__Work order__.
Repeat the lines from the line with "assert!(areas.iter().all(|a| *a <" to the line with "by app callbacks." in the listing below, keeping both end lines and adding nothing.

***** Records to process *****

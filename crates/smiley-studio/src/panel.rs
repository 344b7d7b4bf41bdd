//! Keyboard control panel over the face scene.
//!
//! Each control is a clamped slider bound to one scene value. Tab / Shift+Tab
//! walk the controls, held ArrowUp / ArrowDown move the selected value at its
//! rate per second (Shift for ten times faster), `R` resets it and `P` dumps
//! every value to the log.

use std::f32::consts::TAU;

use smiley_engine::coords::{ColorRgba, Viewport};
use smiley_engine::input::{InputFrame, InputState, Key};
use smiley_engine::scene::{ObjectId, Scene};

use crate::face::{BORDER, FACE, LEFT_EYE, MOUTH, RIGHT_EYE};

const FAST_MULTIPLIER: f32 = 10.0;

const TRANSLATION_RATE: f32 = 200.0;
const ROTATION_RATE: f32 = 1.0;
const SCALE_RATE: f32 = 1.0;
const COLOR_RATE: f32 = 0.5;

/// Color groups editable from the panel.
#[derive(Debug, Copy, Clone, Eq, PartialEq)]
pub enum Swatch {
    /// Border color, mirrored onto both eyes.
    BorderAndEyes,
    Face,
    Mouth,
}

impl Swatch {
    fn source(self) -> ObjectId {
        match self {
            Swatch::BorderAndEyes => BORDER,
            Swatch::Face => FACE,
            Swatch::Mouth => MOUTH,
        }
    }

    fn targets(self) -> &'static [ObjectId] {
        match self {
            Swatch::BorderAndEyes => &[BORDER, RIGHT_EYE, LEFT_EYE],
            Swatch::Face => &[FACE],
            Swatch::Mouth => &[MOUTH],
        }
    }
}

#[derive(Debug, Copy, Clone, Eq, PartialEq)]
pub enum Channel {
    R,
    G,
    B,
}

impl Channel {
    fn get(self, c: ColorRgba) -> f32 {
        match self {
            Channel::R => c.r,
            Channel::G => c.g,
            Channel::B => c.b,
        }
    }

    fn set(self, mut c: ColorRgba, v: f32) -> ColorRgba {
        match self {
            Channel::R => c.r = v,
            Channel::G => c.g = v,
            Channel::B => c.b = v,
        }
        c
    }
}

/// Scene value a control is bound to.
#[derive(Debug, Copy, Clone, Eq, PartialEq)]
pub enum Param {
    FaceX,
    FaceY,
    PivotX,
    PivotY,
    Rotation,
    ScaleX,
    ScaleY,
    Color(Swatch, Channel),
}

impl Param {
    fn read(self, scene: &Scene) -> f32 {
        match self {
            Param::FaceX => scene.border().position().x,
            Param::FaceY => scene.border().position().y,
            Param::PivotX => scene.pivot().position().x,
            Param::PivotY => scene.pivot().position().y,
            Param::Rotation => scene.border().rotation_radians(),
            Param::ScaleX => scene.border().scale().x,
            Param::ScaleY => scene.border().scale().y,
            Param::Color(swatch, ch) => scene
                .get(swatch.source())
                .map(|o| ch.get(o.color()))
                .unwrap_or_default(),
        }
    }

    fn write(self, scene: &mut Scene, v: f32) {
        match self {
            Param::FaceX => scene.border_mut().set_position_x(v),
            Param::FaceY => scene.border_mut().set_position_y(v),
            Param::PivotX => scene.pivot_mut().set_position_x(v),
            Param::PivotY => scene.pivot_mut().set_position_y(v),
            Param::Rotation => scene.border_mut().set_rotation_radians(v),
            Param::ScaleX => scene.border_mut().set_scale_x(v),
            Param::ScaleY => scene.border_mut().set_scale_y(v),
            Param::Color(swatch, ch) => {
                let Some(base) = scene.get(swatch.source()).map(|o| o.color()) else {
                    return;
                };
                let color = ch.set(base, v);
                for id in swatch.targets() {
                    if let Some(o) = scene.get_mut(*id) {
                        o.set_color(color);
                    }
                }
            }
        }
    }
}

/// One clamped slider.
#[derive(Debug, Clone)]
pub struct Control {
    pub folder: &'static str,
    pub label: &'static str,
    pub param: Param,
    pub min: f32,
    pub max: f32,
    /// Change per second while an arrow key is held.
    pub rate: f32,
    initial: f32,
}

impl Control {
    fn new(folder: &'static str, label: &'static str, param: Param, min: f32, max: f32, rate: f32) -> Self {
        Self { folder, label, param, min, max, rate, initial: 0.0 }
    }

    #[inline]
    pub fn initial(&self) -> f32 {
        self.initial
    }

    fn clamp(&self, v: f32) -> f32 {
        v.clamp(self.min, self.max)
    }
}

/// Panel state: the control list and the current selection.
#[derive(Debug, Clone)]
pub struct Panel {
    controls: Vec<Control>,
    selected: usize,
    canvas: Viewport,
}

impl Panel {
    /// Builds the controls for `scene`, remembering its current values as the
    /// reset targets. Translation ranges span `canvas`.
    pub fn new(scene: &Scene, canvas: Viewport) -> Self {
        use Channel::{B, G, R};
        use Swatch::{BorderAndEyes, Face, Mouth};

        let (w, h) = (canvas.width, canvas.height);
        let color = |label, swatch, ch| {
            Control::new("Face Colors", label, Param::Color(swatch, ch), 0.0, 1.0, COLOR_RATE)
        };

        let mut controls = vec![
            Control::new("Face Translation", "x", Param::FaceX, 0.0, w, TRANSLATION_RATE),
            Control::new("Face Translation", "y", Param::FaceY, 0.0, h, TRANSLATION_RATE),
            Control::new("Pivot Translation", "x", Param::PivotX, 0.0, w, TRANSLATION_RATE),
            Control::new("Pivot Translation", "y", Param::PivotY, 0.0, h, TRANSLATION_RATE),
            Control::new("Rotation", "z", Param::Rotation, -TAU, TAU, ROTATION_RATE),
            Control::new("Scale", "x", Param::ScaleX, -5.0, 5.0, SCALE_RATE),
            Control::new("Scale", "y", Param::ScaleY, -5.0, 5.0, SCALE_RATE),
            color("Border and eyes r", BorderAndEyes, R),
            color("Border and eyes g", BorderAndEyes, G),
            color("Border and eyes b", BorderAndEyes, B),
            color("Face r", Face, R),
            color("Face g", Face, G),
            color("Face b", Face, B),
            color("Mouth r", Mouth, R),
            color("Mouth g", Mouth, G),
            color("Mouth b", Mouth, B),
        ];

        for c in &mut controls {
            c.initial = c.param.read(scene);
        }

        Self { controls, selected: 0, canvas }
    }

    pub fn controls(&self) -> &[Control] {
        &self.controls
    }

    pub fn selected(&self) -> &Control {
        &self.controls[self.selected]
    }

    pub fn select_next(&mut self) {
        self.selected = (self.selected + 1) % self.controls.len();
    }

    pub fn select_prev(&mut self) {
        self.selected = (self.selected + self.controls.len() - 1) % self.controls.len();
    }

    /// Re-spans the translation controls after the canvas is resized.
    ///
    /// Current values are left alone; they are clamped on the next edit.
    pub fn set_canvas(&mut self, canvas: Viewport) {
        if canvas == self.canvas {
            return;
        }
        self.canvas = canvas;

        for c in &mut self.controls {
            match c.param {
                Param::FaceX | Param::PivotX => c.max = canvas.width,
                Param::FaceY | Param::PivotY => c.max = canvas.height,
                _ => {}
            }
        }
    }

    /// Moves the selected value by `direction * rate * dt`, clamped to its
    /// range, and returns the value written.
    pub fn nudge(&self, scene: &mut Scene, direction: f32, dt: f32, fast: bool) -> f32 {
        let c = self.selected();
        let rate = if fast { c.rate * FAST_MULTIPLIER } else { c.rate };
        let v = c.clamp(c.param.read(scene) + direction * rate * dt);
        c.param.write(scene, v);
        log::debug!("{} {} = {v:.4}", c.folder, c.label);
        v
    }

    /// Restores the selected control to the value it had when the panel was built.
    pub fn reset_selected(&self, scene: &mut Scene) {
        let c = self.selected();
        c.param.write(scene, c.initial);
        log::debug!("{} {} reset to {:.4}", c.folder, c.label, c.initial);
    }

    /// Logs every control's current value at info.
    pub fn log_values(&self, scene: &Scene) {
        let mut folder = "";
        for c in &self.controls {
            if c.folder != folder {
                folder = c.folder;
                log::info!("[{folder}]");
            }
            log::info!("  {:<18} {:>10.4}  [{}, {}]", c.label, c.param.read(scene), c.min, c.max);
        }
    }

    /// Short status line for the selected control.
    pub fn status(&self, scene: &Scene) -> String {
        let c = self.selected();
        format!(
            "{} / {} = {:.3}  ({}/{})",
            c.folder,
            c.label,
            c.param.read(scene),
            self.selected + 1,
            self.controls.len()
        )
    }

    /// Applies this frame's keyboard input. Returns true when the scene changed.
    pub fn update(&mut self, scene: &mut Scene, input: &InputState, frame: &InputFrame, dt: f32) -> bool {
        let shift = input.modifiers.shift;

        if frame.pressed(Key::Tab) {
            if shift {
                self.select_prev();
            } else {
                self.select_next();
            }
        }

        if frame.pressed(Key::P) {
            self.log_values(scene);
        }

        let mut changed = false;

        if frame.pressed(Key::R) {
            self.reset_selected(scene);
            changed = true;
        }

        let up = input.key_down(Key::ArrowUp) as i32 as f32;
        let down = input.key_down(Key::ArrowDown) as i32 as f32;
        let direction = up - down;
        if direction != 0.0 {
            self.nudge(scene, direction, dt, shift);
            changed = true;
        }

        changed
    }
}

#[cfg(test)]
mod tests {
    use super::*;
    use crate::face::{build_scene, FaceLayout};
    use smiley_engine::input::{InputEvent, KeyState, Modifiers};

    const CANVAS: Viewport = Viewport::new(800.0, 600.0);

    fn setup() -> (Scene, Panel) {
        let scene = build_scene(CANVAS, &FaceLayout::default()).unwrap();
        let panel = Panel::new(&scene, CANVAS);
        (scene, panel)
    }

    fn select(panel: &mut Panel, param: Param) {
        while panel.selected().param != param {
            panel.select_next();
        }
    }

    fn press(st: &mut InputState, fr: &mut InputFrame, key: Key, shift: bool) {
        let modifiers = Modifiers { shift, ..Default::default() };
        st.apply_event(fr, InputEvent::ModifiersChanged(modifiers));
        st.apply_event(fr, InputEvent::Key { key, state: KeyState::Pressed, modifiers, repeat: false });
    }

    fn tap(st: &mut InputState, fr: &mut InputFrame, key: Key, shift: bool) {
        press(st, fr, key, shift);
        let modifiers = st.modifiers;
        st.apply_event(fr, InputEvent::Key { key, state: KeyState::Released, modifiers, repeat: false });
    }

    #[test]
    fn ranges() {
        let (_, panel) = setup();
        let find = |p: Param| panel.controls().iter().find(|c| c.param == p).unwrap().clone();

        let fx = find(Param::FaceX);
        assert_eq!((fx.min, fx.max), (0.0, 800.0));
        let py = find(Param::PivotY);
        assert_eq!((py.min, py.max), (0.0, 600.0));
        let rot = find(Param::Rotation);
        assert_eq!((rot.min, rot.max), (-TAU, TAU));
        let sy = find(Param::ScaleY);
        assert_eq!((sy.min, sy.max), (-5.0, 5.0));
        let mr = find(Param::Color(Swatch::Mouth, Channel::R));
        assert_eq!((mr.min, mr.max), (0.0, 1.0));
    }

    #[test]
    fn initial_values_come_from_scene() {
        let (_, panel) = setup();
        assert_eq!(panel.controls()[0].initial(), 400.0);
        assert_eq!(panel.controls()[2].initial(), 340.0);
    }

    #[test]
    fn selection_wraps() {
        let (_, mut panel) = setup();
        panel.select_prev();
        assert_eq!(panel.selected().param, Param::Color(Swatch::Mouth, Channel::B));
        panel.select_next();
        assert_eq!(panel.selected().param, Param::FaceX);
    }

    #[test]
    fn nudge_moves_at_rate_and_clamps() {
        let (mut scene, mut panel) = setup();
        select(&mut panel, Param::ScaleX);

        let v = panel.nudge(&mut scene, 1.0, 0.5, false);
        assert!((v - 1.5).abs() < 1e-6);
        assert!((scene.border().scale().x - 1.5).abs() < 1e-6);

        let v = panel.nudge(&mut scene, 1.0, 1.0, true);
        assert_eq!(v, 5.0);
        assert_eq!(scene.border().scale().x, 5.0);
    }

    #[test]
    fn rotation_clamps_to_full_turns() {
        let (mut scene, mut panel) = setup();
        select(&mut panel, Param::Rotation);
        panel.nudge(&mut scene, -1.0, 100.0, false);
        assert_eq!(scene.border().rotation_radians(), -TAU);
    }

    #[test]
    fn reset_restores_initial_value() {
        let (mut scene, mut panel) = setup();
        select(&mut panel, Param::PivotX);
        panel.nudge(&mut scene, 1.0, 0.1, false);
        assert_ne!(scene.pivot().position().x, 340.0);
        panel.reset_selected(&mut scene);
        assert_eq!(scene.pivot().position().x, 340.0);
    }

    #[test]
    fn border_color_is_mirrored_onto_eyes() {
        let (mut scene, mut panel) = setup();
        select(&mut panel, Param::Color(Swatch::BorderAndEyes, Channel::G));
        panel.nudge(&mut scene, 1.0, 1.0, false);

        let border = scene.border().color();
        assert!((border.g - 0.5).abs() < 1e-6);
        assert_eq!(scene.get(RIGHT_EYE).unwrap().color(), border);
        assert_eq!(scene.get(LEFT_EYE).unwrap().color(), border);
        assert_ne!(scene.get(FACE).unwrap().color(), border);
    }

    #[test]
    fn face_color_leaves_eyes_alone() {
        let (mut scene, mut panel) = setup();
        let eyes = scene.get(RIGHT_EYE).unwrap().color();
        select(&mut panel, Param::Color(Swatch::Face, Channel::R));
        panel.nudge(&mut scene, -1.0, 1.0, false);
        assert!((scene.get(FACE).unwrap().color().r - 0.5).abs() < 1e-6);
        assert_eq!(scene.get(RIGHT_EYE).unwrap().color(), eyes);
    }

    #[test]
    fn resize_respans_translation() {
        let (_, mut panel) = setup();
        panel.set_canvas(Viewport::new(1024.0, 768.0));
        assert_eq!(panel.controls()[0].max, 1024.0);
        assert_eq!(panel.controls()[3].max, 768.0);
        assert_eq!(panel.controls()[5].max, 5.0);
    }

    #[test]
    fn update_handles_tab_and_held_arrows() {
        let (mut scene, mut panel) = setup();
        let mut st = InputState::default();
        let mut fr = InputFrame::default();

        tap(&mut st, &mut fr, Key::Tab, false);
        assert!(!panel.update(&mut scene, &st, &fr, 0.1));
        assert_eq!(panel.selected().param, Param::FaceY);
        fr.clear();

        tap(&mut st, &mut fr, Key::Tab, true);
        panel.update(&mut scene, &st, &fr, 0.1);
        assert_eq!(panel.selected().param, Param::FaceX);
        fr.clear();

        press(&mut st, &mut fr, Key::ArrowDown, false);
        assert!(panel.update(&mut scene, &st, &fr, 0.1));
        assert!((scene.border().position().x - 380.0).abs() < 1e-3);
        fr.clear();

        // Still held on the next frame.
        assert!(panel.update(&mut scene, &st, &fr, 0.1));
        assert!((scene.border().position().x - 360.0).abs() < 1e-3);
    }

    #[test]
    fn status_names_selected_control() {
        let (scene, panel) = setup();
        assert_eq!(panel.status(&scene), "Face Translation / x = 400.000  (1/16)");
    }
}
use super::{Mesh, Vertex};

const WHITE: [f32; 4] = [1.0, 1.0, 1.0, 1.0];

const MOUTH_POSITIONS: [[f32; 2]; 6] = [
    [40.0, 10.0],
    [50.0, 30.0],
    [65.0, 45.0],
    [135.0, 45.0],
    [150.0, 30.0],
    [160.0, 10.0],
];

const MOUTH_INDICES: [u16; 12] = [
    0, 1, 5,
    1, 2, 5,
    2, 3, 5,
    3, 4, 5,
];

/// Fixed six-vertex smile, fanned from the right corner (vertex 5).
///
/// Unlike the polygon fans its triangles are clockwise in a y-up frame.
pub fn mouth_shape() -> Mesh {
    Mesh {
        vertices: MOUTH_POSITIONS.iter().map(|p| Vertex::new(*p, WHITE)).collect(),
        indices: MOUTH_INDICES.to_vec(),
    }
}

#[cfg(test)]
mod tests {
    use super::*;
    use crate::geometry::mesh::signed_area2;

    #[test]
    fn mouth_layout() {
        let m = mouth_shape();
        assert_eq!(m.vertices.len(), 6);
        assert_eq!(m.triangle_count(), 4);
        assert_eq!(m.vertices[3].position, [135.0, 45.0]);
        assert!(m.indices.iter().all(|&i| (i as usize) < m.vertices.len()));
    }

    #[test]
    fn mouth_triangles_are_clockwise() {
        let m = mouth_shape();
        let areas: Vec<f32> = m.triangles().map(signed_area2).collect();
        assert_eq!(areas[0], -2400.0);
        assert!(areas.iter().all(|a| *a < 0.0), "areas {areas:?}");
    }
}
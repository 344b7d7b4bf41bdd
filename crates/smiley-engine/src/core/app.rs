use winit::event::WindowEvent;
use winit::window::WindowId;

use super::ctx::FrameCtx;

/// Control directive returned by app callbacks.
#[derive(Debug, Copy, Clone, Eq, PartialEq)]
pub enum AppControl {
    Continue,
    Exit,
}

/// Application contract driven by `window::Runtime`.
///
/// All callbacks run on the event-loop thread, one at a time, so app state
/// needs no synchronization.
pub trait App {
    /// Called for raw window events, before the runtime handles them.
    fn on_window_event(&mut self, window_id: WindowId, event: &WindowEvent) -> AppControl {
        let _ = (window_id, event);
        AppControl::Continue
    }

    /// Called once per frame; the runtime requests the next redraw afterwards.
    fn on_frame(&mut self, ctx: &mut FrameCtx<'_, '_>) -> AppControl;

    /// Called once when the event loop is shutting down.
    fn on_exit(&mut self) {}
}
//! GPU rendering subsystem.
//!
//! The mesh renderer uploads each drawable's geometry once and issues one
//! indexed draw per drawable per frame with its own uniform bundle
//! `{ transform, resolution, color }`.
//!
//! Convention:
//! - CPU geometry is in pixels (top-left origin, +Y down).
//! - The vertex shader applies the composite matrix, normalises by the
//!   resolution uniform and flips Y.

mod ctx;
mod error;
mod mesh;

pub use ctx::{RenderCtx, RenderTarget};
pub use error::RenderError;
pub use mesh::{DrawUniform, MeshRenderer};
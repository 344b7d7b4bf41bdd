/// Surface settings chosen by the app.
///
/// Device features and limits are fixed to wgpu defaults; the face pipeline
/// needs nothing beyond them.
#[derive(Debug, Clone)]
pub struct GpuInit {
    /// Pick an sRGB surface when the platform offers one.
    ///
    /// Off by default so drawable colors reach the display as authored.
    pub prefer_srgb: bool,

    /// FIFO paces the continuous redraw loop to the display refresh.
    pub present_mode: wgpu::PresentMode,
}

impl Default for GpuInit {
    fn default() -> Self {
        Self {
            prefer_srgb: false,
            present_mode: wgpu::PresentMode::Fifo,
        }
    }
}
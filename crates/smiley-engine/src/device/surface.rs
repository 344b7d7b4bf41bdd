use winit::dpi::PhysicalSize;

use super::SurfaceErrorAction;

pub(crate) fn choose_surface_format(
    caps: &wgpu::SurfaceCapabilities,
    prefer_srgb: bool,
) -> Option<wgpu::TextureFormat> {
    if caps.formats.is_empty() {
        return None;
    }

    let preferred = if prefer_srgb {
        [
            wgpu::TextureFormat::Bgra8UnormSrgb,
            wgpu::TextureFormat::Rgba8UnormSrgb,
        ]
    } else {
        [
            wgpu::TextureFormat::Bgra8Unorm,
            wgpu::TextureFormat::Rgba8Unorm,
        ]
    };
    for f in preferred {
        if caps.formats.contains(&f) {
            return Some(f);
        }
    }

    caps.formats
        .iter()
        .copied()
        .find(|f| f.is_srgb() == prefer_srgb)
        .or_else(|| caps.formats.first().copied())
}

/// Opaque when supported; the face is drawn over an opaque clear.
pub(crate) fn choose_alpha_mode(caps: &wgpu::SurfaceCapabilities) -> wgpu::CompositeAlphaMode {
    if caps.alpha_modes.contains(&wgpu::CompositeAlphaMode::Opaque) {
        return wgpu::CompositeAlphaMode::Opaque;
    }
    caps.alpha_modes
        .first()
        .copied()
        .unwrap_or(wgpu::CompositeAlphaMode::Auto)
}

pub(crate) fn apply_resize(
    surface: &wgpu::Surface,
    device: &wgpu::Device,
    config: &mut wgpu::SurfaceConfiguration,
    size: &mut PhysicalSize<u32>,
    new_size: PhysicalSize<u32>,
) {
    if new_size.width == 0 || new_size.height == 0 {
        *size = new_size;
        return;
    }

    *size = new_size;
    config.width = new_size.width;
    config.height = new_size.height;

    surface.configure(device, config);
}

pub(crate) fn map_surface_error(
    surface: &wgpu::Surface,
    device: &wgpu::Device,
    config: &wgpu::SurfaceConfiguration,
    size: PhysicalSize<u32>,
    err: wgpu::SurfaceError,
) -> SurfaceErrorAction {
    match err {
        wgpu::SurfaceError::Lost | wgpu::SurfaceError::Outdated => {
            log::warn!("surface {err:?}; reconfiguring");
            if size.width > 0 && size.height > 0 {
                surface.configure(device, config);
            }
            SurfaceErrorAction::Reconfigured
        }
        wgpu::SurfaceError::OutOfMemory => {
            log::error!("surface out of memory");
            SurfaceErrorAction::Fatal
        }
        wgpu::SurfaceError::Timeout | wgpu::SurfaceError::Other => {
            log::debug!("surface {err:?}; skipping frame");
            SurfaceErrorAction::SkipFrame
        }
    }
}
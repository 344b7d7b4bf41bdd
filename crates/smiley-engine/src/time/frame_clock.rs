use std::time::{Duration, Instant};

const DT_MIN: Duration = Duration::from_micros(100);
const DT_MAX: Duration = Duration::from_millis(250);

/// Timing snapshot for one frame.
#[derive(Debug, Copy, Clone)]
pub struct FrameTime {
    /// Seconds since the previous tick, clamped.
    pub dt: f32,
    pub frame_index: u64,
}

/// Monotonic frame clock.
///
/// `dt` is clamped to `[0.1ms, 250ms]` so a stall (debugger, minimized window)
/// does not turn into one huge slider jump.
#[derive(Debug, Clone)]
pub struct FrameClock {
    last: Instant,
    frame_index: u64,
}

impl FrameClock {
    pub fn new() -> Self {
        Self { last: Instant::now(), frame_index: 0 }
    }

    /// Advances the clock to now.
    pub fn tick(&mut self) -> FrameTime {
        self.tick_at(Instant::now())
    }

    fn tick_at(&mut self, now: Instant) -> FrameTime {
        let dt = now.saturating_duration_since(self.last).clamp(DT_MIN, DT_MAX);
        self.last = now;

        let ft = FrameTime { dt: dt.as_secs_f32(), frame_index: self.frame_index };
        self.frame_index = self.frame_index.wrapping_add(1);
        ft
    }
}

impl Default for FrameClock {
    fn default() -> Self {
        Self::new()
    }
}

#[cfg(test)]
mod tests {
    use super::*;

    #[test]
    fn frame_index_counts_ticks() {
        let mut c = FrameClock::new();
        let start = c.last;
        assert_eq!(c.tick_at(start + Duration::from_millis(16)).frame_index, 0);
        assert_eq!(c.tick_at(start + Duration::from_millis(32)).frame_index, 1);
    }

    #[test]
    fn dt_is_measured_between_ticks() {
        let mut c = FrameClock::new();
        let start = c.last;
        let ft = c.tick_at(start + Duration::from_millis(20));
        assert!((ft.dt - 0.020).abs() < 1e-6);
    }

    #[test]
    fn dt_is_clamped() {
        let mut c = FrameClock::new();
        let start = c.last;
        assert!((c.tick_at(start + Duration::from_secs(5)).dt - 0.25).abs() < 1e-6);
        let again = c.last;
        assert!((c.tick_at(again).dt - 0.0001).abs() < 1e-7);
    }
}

*****

__Output__.
        assert!(areas.iter().all(|a| *a < 0.0), "areas {areas:?}");
    }
}
repository 344b7d7b4bf41bdd
filename crates/smiley-engine/src/core/app.rs
use winit::event::WindowEvent;
use winit::window::WindowId;

use super::ctx::FrameCtx;

/// Control directive returned by app callbacks.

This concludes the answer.